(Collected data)
^^^^

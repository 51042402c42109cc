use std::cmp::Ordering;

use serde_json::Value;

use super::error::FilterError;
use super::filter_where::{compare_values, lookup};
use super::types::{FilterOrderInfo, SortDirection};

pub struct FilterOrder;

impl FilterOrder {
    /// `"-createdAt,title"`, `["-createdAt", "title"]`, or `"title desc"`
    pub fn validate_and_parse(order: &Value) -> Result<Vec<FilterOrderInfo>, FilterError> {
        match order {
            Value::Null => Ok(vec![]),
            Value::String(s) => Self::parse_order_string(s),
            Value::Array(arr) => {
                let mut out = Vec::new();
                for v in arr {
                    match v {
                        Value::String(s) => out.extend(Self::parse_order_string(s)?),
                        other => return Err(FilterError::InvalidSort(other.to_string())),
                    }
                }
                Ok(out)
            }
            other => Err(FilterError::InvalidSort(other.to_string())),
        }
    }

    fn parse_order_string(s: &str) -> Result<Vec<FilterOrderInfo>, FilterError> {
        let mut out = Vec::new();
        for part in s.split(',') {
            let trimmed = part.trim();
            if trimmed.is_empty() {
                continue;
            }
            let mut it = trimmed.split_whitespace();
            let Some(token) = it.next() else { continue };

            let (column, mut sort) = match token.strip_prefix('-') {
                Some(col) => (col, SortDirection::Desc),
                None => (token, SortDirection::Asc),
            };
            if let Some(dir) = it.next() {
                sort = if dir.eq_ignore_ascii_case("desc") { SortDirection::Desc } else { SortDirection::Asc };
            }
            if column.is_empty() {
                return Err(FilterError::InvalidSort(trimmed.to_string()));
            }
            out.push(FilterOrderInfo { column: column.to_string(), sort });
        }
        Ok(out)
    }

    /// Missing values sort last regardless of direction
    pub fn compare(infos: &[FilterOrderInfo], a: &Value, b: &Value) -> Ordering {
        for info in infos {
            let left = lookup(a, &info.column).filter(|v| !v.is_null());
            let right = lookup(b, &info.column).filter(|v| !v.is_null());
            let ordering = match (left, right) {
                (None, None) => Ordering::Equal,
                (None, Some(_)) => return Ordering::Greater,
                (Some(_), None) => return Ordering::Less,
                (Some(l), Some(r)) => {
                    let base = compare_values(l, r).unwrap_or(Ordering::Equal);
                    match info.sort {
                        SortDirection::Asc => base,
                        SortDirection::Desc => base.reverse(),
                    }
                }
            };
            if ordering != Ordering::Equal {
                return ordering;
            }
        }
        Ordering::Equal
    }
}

^^^^

> [WHAT IS BEING ASKED]:
The response must contain exactly the lines from the one with "(Some(l), Some(r)) =>" to the end of the entries above, both included, and nothing more.

> [WRITTEN SOLUTION]:
                (Some(l), Some(r)) => {
                    let base = compare_values(l, r).unwrap_or(Ordering::Equal);
                    match info.sort {
                        SortDirection::Asc => base,
                        SortDirection::Desc => base.reverse(),
                    }
                }
            };
            if ordering != Ordering::Equal {
                return ordering;
            }
        }
        Ordering::Equal
    }
}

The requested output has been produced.